Sometime around mid-2014, I started turning my phone to airplane mode every evening. For a generation earlier than mine, such gadget-less days weren’t of any special meaning. But, for my generation that saw the birth and disintegration of Orkut and the exodus of its refugees applying for citizenship on Facebook, those days were special.

I applied to Delhi University from Guwahati when the Internet wasn’t at the tips of our fingers and most places still capitalised the “I” in the internet. We lived in Chandmari, one of the busiest areas of Guwahati, but still green, still protected from relentless car exhaust by tall krishnachura and radhachura trees. Yet, it was difficult to find a good internet cafe in that area. I remember going to a dingy one in Guwahati Club with a friend of mine, about 15 minutes by bus from my place. The computers stared back at us from small cubicles. Rs 20 per hour, said the manager, ushering us to one of the cubicles and pulling the curtain shut for privacy. Lesson number one: Most people, including my friend, visited the cafe to watch porn. I would, too, but it was also the place from where I’d check the Delhi University website for updates on the application process. An uncle who lived in RK Puram had sent me the forms because they weren’t available online. That year, the All Assam Students’ Union also distributed free DU application forms in front of Cotton College, where my mother taught, because a large contingent of students wanted to move to Delhi for higher studies.

When the time came to leave for Delhi, I didn’t have a mobile phone with me. Though Reliance mobile phones were available in Assam, only businessmen and corporate employees owned a phone. Their numbers were treated like top secret: only people who gave birth to you and people you had sex with were privy to them. One day, my 10-year-old brother saw a long-ish number in my father’s diary. He didn’t know it was a mobile number, but decided to dial it nonetheless. He was surprised when the call connected. Panicky, he hung up, only to call back again. The game continued for a couple of times.

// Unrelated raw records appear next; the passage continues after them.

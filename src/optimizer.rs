//! # Optimizer Facade
//!
//! ## Responsibility
//! Bundle the genome registry, anomaly detector, evaluator registry,
//! governor and evolution manager into one context object carrying the
//! crate's whole public surface.
//!
//! ## Guarantees
//! - No global state: every [`Optimizer`] is a fully isolated instance, so
//!   tests can run many side by side
//! - All subsystems share one clock, one registry and one safe-mode flag;
//!   a cloned handle observes the same state
//! - [`run_cycle`](Optimizer::run_cycle) enforces governor policies before
//!   evolving, so a fresh anomaly blocks the cycle it would have tainted
//!
//! ## NOT Responsible For
//! - Scheduling: callers decide when to record metrics and when to evolve
//! - Serialization: every record derives serde; callers own the wire format

use std::sync::Arc;

use crate::{
    clock::{Clock, SystemClock},
    config::{ConfigError, OptimizerConfig},
    evolution::{
        EvaluatorError, EvaluatorRegistry, EvolutionCycle, EvolutionManager, EvolveError,
        FitnessEvaluator, SafetyValidator,
    },
    genome::{ComponentGenome, GenomeRegistry, RegistryError},
    governor::{EvolutionGovernor, GovernorError, PolicyReport, SafeModeTransition},
    telemetry::{Anomaly, AnomalyDetector, AnomalyFilter, DetectorError, MetricStats},
};

/// The self-tuning optimizer: one object, the whole surface.
///
/// Construct from an [`OptimizerConfig`] (optionally with a fixed RNG seed
/// and an injected clock), register component genomes and per-category
/// evaluators, feed it metrics, and drive evolution cycles.
///
/// Cheap to clone — clones are handles onto the same instance.
#[derive(Clone)]
pub struct Optimizer {
    config: OptimizerConfig,
    registry: GenomeRegistry,
    detector: AnomalyDetector,
    evaluators: EvaluatorRegistry,
    governor: EvolutionGovernor,
    manager: EvolutionManager,
}

impl std::fmt::Debug for Optimizer {
    fn fmt(&self, f: &mut std::fmt::Formatter<'_>) -> std::fmt::Result {
        f.debug_struct("Optimizer")
            .field("config", &self.config)
            .finish_non_exhaustive()
    }
}

impl Optimizer {
    /// Create an optimizer on the system clock with the default RNG seed.
    pub fn new(config: OptimizerConfig) -> Self {
        Self::with_clock(config, 42, Arc::new(SystemClock))
    }

    /// Create an optimizer on the system clock with a fixed RNG seed.
    pub fn with_seed(config: OptimizerConfig, seed: u64) -> Self {
        Self::with_clock(config, seed, Arc::new(SystemClock))
    }

    /// Create an optimizer with full control over seed and time source.
    pub fn with_clock(config: OptimizerConfig, seed: u64, clock: Arc<dyn Clock>) -> Self {
        let registry = GenomeRegistry::new();
        let evaluators = EvaluatorRegistry::new();
        let detector = AnomalyDetector::new(config.detector.clone(), clock.clone());
        let governor =
            EvolutionGovernor::new(config.governor.clone(), detector.clone(), clock.clone());
        let manager = EvolutionManager::with_seed(
            config.evolution.clone(),
            registry.clone(),
            evaluators.clone(),
            governor.clone(),
            clock,
            seed,
        );
        Self {
            config,
            registry,
            detector,
            evaluators,
            governor,
            manager,
        }
    }

    /// Parse, validate and build from a TOML document.
    ///
    /// # Errors
    /// Returns the parse or validation failure; see
    /// [`OptimizerConfig::from_toml_str`].
    pub fn from_toml_str(toml: &str) -> Result<Self, ConfigError> {
        Ok(Self::new(OptimizerConfig::from_toml_str(toml)?))
    }

    /// The configuration this instance was built from.
    pub fn config(&self) -> &OptimizerConfig {
        &self.config
    }

    // ── Genomes ──────────────────────────────────────────────────────────

    /// Register `genome` as the current configuration for its component.
    ///
    /// Re-registering overwrites and returns the previous genome.
    ///
    /// # Errors
    /// Returns [`RegistryError::LockPoisoned`] if the registry lock is
    /// poisoned.
    pub fn register(
        &self,
        genome: ComponentGenome,
    ) -> Result<Option<ComponentGenome>, RegistryError> {
        self.registry.register(genome)
    }

    /// The active genome for a component.
    ///
    /// # Errors
    /// Returns [`RegistryError::ComponentNotRegistered`] for an unknown id.
    pub fn current(&self, component_id: &str) -> Result<ComponentGenome, RegistryError> {
        self.registry.current(component_id)
    }

    /// Full ancestry for a component, earliest first, current genome last.
    ///
    /// # Errors
    /// Returns [`RegistryError::ComponentNotRegistered`] for an unknown id.
    pub fn lineage(&self, component_id: &str) -> Result<Vec<ComponentGenome>, RegistryError> {
        self.registry.lineage(component_id)
    }

    /// All registered component ids, sorted.
    pub fn components(&self) -> Vec<String> {
        self.registry.components()
    }

    /// Whether a component id is registered.
    pub fn contains(&self, component_id: &str) -> bool {
        self.registry.contains(component_id)
    }

    // ── Evaluators ───────────────────────────────────────────────────────

    /// Register the fitness evaluator for a category, replacing any
    /// previous one.
    ///
    /// # Errors
    /// Returns [`EvaluatorError::LockPoisoned`] if the evaluator lock is
    /// poisoned.
    pub fn register_fitness_evaluator(
        &self,
        category: impl Into<String>,
        evaluator: Arc<dyn FitnessEvaluator>,
    ) -> Result<(), EvaluatorError> {
        self.evaluators.register_fitness(category, evaluator)
    }

    /// Register the safety validator for a category, replacing any
    /// previous one.
    ///
    /// # Errors
    /// Returns [`EvaluatorError::LockPoisoned`] if the evaluator lock is
    /// poisoned.
    pub fn register_safety_validator(
        &self,
        category: impl Into<String>,
        validator: Arc<dyn SafetyValidator>,
    ) -> Result<(), EvaluatorError> {
        self.evaluators.register_safety(category, validator)
    }

    // ── Telemetry ────────────────────────────────────────────────────────

    /// Record one metric reading; returns the anomaly it triggered, if any.
    ///
    /// # Errors
    /// Returns [`DetectorError::NonFiniteSample`] for NaN or infinite
    /// values.
    pub fn record_metric(
        &self,
        metric: &str,
        value: f64,
        context: Option<String>,
    ) -> Result<Option<Anomaly>, DetectorError> {
        self.detector.record(metric, value, context)
    }

    /// Record a batch of readings; returns every anomaly triggered.
    ///
    /// # Errors
    /// Returns [`DetectorError::NonFiniteSample`] if any value is NaN or
    /// infinite; nothing is recorded in that case.
    pub fn record_batch(&self, readings: &[(String, f64)]) -> Result<Vec<Anomaly>, DetectorError> {
        self.detector.record_batch(readings)
    }

    /// Summary statistics for a metric's current window, or `None` if it
    /// has no samples.
    pub fn stats(&self, metric: &str) -> Option<MetricStats> {
        self.detector.stats(metric)
    }

    /// Anomalies matching `filter`, newest first.
    pub fn recent_anomalies(&self, filter: &AnomalyFilter) -> Vec<Anomaly> {
        self.detector.anomalies(filter)
    }

    /// All unresolved anomalies, newest first.
    pub fn unresolved_anomalies(&self) -> Vec<Anomaly> {
        self.detector.unresolved()
    }

    /// Mark an anomaly resolved. Idempotent: `false` for an unknown or
    /// already-resolved id.
    ///
    /// # Errors
    /// Returns [`DetectorError::LockPoisoned`] if the detector lock is
    /// poisoned.
    pub fn resolve_anomaly(&self, anomaly_id: &str) -> Result<bool, DetectorError> {
        self.detector.resolve(anomaly_id)
    }

    // ── Evolution ────────────────────────────────────────────────────────

    /// Run one evolution cycle, honoring safe mode.
    ///
    /// # Errors
    /// See [`EvolutionManager::evolve_with_override`].
    pub async fn evolve(
        &self,
        component_id: &str,
        target_metric: Option<&str>,
        target_improvement: Option<f64>,
    ) -> Result<EvolutionCycle, EvolveError> {
        self.manager
            .evolve(component_id, target_metric, target_improvement)
            .await
    }

    /// Run one evolution cycle, optionally bypassing safe mode.
    ///
    /// # Errors
    /// See [`EvolutionManager::evolve_with_override`].
    pub async fn evolve_with_override(
        &self,
        component_id: &str,
        target_metric: Option<&str>,
        target_improvement: Option<f64>,
        override_safe_mode: bool,
    ) -> Result<EvolutionCycle, EvolveError> {
        self.manager
            .evolve_with_override(
                component_id,
                target_metric,
                target_improvement,
                override_safe_mode,
            )
            .await
    }

    /// The scheduler entry point: enforce governor policies, then run one
    /// evolution cycle.
    ///
    /// A reading that just pushed a metric out of band engages safe mode
    /// here, and the cycle that would have tuned against the tainted
    /// telemetry fails fast instead.
    ///
    /// # Errors
    /// [`EvolveError::SafeModeActive`] when enforcement (now or earlier)
    /// has evolution halted; otherwise as
    /// [`EvolutionManager::evolve_with_override`].
    pub async fn run_cycle(
        &self,
        component_id: &str,
        target_metric: Option<&str>,
        target_improvement: Option<f64>,
    ) -> Result<EvolutionCycle, EvolveError> {
        self.governor
            .enforce_policies()
            .map_err(|_| EvolveError::LockPoisoned)?;
        self.manager
            .evolve(component_id, target_metric, target_improvement)
            .await
    }

    /// Cycle history, optionally filtered to one component, oldest first.
    pub fn history(&self, component_id: Option<&str>) -> Vec<EvolutionCycle> {
        self.manager.history(component_id)
    }

    /// The most recent cycle for a component, if any.
    pub fn latest_cycle(&self, component_id: &str) -> Option<EvolutionCycle> {
        self.manager.latest_cycle(component_id)
    }

    /// Look up a cycle by id.
    pub fn cycle(&self, cycle_id: &str) -> Option<EvolutionCycle> {
        self.manager.cycle(cycle_id)
    }

    // ── Governor ─────────────────────────────────────────────────────────

    /// Poll the detector and engage safe mode if any anomaly is unresolved.
    ///
    /// # Errors
    /// Returns [`GovernorError::LockPoisoned`] if the governor lock is
    /// poisoned.
    pub fn enforce_policies(&self) -> Result<PolicyReport, GovernorError> {
        self.governor.enforce_policies()
    }

    /// Manually enter safe mode. Idempotent.
    ///
    /// # Errors
    /// Returns [`GovernorError::LockPoisoned`] if the governor lock is
    /// poisoned.
    pub fn activate_safe_mode(&self, reason: &str) -> Result<bool, GovernorError> {
        self.governor.activate_safe_mode(reason)
    }

    /// Leave safe mode after review. Idempotent.
    ///
    /// # Errors
    /// Returns [`GovernorError::LockPoisoned`] if the governor lock is
    /// poisoned.
    pub fn deactivate_safe_mode(&self, reason: &str) -> Result<bool, GovernorError> {
        self.governor.deactivate_safe_mode(reason)
    }

    /// Whether evolution is currently halted.
    pub fn is_safe_mode_active(&self) -> bool {
        self.governor.is_safe_mode_active()
    }

    /// Safe-mode transition audit trail, oldest first.
    pub fn safe_mode_transitions(&self) -> Vec<SafeModeTransition> {
        self.governor.transitions()
    }
}

// ─── Tests ───────────────────────────────────────────────────────────────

The next day, the two of us had to face Pita’s wrath: why would you keep calling a random number? I think more than the shock of the rebuke it was what he gathered as Pita’s omniscience that took my brother aback. Pita knows everything, he told me. It was the perfect opportunity to call him out. “It is a mobile number, it is displayed on the other end, stupid,” I shrugged.

The train rides between Delhi and Guwahati were at least 28 hours long. Since we didn’t have mobile phones to stare at, we made new friends. In one of those train rides, a friend of mine found the love of his life. Ten years later, he would marry her after moving to the US. Another year or so later, she would leave him, returning to Assam with a broken heart.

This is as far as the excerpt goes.